A tale of two packages, that is a parable of two perspectives….
A short (maybe misinformed) history
Data visualization and plotting in Julia has had a bit of a mottled history1. Unlike the scientific Python community which had an early, publication quality incumbent like matplotlib, Julia visualization development has been a bit more ad-hoc and grassroots.
Initially (I believe) in the early days, the first libraries were simply wrappers to existing libraries2 since, on the whole, the Julia ecosystem was very young. In this pre Cambrian Explosion world PyPlot.jl ruled, and being an interface to
matplotlib, it could do everything the Pythonistas could do. However, as things progressed and other essential statistical/mathematical packages matured, space opened up to build out the visualization side of the package ecosystem.
But the ease of creating and distributing packages in Julia—combined with the rapidly growing enthusiastic Julia community—led to a mulitplicity of new libraries.
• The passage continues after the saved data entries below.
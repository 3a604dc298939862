// handlers/mod.rs - handlers grouped by security tier
//
// Public (no auth) → Protected (access token required)
pub mod protected; // Requires jwt_auth_middleware, receives AuthUser
pub mod public;    // No authentication
pub mod system;    // Root and health endpoints

pub(crate) mod cookies;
Many of these were created to fill a scientific visualization niche3 and still do. But with this sort of proliferation, for common/general visualization tasks there was naturally some overlap and it was confusing/overwhelming as a newcomer to know which package is best suited for your goals (if you don’t fall into one of those exisitng niches3).
In this post we will look at (what seem to be) the two frontrunners for general data visualization and plotting. Each package has a unique approach and I will highlight things to consider in general when you are considering data visualization. We will do this by recreating a simple enough example that is easy to understand quickly yet complex enough to actually highlight the differences between these two libraries.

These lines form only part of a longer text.